* _REQUIRED WORK_
Repeat every record exactly as given.

* _ENTRIES SUPPLIED_
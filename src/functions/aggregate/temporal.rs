// Copyright 2025 Tablesplit Contributors
//
// Licensed under the Apache License, Version 2.0 (the "License");
// you may not use this file except in compliance with the License.
// You may obtain a copy of the License at
//
//     http://www.apache.org/licenses/LICENSE-2.0
//
// Unless required by applicable law or agreed to in writing, software
// distributed under the License is distributed on an "AS IS" BASIS,
// WITHOUT WARRANTIES OR CONDITIONS OF ANY KIND, either express or implied.
// See the License for the specific language governing permissions and
// limitations under the License.

//! Date and date-time aggregate functions

use crate::core::ColumnType;
use crate::functions::{AggregateFunction, FunctionFamily};

/// EARLIEST DATE - smallest non-missing date
pub fn earliest_date(column: impl Into<String>) -> AggregateFunction {
    AggregateFunction::new(
        "Earliest Date",
        "Earliest non-missing date",
        column,
        FunctionFamily::Date,
        ColumnType::LocalDate,
        |c| c.min_value(),
    )
}

/// LATEST DATE - largest non-missing date
pub fn latest_date(column: impl Into<String>) -> AggregateFunction {
    AggregateFunction::new(
        "Latest Date",
        "Latest non-missing date",
        column,
        FunctionFamily::Date,
        ColumnType::LocalDate,
        |c| c.max_value(),
    )
}

/// EARLIEST DATE-TIME - smallest non-missing date-time
pub fn earliest_date_time(column: impl Into<String>) -> AggregateFunction {
    AggregateFunction::new(
        "Earliest Date-Time",
        "Earliest non-missing date-time",
        column,
        FunctionFamily::DateTime,
        ColumnType::LocalDateTime,
        |c| c.min_value(),
    )
}

/// LATEST DATE-TIME - largest non-missing date-time
pub fn latest_date_time(column: impl Into<String>) -> AggregateFunction {
    AggregateFunction::new(
        "Latest Date-Time",
        "Latest non-missing date-time",
        column,
        FunctionFamily::DateTime,
        ColumnType::LocalDateTime,
        |c| c.max_value(),
    )
}

#[cfg(test)]
mod tests {
    use super::*;
    use crate::core::{Column, Value};
    use chrono::NaiveDate;

    fn date(y: i32, m: u32, d: u32) -> NaiveDate {
        NaiveDate::from_ymd_opt(y, m, d).unwrap()
    }

    #[test]
    fn test_date_extremes_skip_missing() {
        let mut c = Column::dates("when", [date(2020, 5, 1), date(2019, 1, 31)]);
        c.append_missing();
        c.append(&Value::Date(date(2021, 2, 3))).unwrap();

        assert_eq!(
            earliest_date("when").summarize(&c).unwrap(),
            Value::Date(date(2019, 1, 31))
        );
        assert_eq!(
            latest_date("when").summarize(&c).unwrap(),
            Value::Date(date(2021, 2, 3))
        );
    }

    #[test]
    fn test_date_time_extremes() {
        let a = date(2020, 1, 1).and_hms_opt(8, 30, 0).unwrap();
        let b = date(2020, 1, 1).and_hms_opt(17, 0, 0).unwrap();
        let c = Column::date_times("ts", [b, a]);
        assert_eq!(
            earliest_date_time("ts").summarize(&c).unwrap(),
            Value::DateTime(a)
        );
        assert_eq!(latest_date_time("ts").summarize(&c).unwrap(), Value::DateTime(b));
    }

    #[test]
    fn test_empty_is_missing() {
        let c = Column::new("when", ColumnType::LocalDate);
        assert!(earliest_date("when").summarize(&c).unwrap().is_null());
    }

    #[test]
    fn test_families_do_not_mix() {
        let c = Column::dates("when", [date(2020, 1, 1)]);
        assert!(earliest_date_time("when").summarize(&c).is_err());
        assert!(!earliest_date("x").is_compatible_column(ColumnType::LocalDateTime));
    }
}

* _WRITTEN ANSWER_
filename src/functions/aggregate/temporal.rs
// Copyright 2025 Tablesplit Contributors
//
// Licensed under the Apache License, Version 2.0 (the "License");
// you may not use this file except in compliance with the License.
// You may obtain a copy of the License at
//
//     http://www.apache.org/licenses/LICENSE-2.0
//
// Unless required by applicable law or agreed to in writing, software
// distributed under the License is distributed on an "AS IS" BASIS,
// WITHOUT WARRANTIES OR CONDITIONS OF ANY KIND, either express or implied.
// See the License for the specific language governing permissions and
// limitations under the License.

//! Date and date-time aggregate functions

use crate::core::ColumnType;
use crate::functions::{AggregateFunction, FunctionFamily};

/// EARLIEST DATE - smallest non-missing date
pub fn earliest_date(column: impl Into<String>) -> AggregateFunction {
    AggregateFunction::new(
        "Earliest Date",
        "Earliest non-missing date",
        column,
        FunctionFamily::Date,
        ColumnType::LocalDate,
        |c| c.min_value(),
    )
}

/// LATEST DATE - largest non-missing date
pub fn latest_date(column: impl Into<String>) -> AggregateFunction {
    AggregateFunction::new(
        "Latest Date",
        "Latest non-missing date",
        column,
        FunctionFamily::Date,
        ColumnType::LocalDate,
        |c| c.max_value(),
    )
}

/// EARLIEST DATE-TIME - smallest non-missing date-time
pub fn earliest_date_time(column: impl Into<String>) -> AggregateFunction {
    AggregateFunction::new(
        "Earliest Date-Time",
        "Earliest non-missing date-time",
        column,
        FunctionFamily::DateTime,
        ColumnType::LocalDateTime,
        |c| c.min_value(),
    )
}

/// LATEST DATE-TIME - largest non-missing date-time
pub fn latest_date_time(column: impl Into<String>) -> AggregateFunction {
    AggregateFunction::new(
        "Latest Date-Time",
        "Latest non-missing date-time",
        column,
        FunctionFamily::DateTime,
        ColumnType::LocalDateTime,
        |c| c.max_value(),
    )
}

#[cfg(test)]
mod tests {
    use super::*;
    use crate::core::{Column, Value};
    use chrono::NaiveDate;

    fn date(y: i32, m: u32, d: u32) -> NaiveDate {
        NaiveDate::from_ymd_opt(y, m, d).unwrap()
    }

    #[test]
    fn test_date_extremes_skip_missing() {
        let mut c = Column::dates("when", [date(2020, 5, 1), date(2019, 1, 31)]);
        c.append_missing();
        c.append(&Value::Date(date(2021, 2, 3))).unwrap();

        assert_eq!(
            earliest_date("when").summarize(&c).unwrap(),
            Value::Date(date(2019, 1, 31))
        );
        assert_eq!(
            latest_date("when").summarize(&c).unwrap(),
            Value::Date(date(2021, 2, 3))
        );
    }

    #[test]
    fn test_date_time_extremes() {
        let a = date(2020, 1, 1).and_hms_opt(8, 30, 0).unwrap();
        let b = date(2020, 1, 1).and_hms_opt(17, 0, 0).unwrap();
        let c = Column::date_times("ts", [b, a]);
        assert_eq!(
            earliest_date_time("ts").summarize(&c).unwrap(),
            Value::DateTime(a)
        );
        assert_eq!(latest_date_time("ts").summarize(&c).unwrap(), Value::DateTime(b));
    }

    #[test]
    fn test_empty_is_missing() {
        let c = Column::new("when", ColumnType::LocalDate);
        assert!(earliest_date("when").summarize(&c).unwrap().is_null());
    }

    #[test]
    fn test_families_do_not_mix() {
        let c = Column::dates("when", [date(2020, 1, 1)]);
        assert!(earliest_date_time("when").summarize(&c).is_err());
        assert!(!earliest_date("x").is_compatible_column(ColumnType::LocalDateTime));
    }
}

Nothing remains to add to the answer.